● Task to complete
How many lines in these records hold the string "OfferSent"? State only that number.

● Exercise material
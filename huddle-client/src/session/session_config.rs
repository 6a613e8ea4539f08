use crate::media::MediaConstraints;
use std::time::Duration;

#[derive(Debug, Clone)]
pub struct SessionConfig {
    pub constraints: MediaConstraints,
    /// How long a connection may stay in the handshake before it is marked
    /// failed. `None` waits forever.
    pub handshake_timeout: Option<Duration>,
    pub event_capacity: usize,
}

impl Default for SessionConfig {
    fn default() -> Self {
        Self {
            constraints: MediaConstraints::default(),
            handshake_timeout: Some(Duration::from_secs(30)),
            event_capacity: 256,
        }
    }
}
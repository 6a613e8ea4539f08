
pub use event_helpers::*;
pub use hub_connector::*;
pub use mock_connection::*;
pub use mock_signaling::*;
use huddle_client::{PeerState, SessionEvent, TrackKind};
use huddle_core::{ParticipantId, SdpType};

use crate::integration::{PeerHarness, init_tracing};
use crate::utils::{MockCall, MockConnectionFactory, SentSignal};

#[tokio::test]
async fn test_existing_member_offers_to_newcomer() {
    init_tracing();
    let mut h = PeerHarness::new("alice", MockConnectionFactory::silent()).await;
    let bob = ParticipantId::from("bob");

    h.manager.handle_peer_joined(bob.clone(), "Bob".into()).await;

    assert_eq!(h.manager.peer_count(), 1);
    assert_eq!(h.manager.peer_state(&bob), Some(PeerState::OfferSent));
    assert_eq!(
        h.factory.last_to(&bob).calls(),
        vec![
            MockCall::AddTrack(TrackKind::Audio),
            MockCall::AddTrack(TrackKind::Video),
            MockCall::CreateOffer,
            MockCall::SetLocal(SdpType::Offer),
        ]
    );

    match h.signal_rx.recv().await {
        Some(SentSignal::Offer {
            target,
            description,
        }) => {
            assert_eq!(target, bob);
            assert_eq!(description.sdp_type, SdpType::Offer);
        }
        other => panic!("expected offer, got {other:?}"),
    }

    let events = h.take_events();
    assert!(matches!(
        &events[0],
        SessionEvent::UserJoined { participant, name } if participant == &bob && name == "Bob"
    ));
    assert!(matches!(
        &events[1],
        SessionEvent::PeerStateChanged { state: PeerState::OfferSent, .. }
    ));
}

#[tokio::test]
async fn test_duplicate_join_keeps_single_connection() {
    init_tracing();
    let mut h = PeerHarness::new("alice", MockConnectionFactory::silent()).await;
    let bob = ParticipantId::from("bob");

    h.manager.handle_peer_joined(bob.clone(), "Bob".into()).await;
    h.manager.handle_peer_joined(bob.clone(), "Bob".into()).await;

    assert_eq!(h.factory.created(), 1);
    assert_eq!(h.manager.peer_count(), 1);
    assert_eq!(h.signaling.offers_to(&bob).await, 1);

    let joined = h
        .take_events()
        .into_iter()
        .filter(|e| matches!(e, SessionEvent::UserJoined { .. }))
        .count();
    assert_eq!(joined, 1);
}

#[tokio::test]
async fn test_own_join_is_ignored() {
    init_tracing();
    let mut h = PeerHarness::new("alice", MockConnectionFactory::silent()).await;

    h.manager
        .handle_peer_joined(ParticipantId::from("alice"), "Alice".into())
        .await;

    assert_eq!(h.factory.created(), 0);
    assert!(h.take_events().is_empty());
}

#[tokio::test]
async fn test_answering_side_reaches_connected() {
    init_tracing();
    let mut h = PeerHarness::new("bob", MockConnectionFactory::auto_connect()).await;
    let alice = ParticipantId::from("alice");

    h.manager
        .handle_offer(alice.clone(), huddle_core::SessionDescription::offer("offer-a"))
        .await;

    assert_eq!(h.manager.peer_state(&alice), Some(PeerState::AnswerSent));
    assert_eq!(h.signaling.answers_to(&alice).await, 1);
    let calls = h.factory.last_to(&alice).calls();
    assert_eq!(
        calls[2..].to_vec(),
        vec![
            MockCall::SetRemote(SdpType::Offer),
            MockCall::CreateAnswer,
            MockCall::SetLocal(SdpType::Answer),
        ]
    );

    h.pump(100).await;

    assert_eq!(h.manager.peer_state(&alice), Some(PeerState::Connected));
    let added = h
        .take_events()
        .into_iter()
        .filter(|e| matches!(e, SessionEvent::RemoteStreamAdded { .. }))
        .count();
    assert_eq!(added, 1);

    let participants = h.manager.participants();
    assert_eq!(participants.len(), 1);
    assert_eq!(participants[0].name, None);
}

* * *

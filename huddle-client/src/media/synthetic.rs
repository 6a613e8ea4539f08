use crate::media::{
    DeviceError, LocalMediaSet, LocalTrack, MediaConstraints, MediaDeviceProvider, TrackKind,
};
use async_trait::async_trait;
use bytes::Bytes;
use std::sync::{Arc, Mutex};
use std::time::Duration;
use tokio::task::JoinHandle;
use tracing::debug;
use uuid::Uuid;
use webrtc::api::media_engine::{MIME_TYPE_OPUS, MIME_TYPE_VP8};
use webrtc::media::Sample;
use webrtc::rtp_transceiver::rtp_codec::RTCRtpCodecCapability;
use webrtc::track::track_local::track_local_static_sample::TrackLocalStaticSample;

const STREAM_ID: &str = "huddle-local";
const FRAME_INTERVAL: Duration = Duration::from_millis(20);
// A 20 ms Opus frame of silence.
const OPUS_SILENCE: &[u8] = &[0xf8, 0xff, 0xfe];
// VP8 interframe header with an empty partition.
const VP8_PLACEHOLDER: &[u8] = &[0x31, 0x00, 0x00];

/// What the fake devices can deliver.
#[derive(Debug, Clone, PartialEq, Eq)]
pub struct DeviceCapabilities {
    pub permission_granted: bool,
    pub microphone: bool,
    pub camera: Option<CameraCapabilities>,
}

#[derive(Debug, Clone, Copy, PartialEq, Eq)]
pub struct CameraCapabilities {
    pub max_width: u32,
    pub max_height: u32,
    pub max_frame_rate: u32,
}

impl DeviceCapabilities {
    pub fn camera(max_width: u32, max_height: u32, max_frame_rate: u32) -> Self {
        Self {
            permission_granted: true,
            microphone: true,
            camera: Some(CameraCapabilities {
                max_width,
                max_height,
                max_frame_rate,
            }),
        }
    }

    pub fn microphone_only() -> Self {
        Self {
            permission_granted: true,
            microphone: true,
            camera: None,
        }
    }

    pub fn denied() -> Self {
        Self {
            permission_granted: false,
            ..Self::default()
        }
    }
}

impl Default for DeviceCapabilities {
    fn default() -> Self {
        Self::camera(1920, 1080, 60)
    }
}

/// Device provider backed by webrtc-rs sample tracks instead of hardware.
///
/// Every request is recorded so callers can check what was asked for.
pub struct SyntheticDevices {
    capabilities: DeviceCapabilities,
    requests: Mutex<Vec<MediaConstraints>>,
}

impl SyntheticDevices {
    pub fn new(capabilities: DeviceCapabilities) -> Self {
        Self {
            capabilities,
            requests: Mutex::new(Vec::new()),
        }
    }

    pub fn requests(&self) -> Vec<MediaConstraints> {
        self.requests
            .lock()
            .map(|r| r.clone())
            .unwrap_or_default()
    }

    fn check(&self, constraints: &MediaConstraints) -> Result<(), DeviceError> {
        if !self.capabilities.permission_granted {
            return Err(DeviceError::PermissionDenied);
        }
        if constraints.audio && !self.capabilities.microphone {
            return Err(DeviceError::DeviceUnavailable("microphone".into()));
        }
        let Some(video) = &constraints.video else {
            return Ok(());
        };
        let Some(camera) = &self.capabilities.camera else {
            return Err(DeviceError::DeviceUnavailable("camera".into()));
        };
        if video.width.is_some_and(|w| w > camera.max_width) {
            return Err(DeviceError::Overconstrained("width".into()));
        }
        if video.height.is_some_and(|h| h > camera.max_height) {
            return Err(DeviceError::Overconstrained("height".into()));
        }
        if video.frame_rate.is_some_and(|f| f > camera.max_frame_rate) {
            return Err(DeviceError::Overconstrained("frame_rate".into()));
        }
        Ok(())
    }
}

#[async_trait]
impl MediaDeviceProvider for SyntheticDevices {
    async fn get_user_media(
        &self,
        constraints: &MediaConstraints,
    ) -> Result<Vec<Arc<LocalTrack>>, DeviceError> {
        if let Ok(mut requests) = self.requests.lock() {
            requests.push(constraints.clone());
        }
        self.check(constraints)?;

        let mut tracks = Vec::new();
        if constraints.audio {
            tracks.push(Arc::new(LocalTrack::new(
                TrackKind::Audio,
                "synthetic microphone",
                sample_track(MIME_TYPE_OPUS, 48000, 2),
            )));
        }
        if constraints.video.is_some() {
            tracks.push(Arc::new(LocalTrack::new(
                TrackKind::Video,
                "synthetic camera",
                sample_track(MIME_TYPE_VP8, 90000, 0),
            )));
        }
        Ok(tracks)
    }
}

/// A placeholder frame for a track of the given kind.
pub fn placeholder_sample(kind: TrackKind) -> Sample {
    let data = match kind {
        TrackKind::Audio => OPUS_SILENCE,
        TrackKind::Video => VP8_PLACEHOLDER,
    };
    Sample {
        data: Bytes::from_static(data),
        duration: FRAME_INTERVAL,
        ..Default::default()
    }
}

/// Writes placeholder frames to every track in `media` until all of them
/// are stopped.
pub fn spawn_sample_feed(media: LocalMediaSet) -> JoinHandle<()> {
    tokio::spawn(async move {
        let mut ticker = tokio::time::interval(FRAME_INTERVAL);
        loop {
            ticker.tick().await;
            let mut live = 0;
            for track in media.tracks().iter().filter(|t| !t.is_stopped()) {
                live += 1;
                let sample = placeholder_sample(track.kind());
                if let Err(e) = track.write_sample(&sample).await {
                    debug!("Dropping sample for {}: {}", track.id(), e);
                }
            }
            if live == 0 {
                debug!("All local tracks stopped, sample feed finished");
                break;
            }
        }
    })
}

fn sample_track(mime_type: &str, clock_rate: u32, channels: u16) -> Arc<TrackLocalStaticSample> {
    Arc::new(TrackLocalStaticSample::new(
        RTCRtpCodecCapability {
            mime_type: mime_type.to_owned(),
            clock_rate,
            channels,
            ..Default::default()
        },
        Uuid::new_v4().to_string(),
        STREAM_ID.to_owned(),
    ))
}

● Reply
2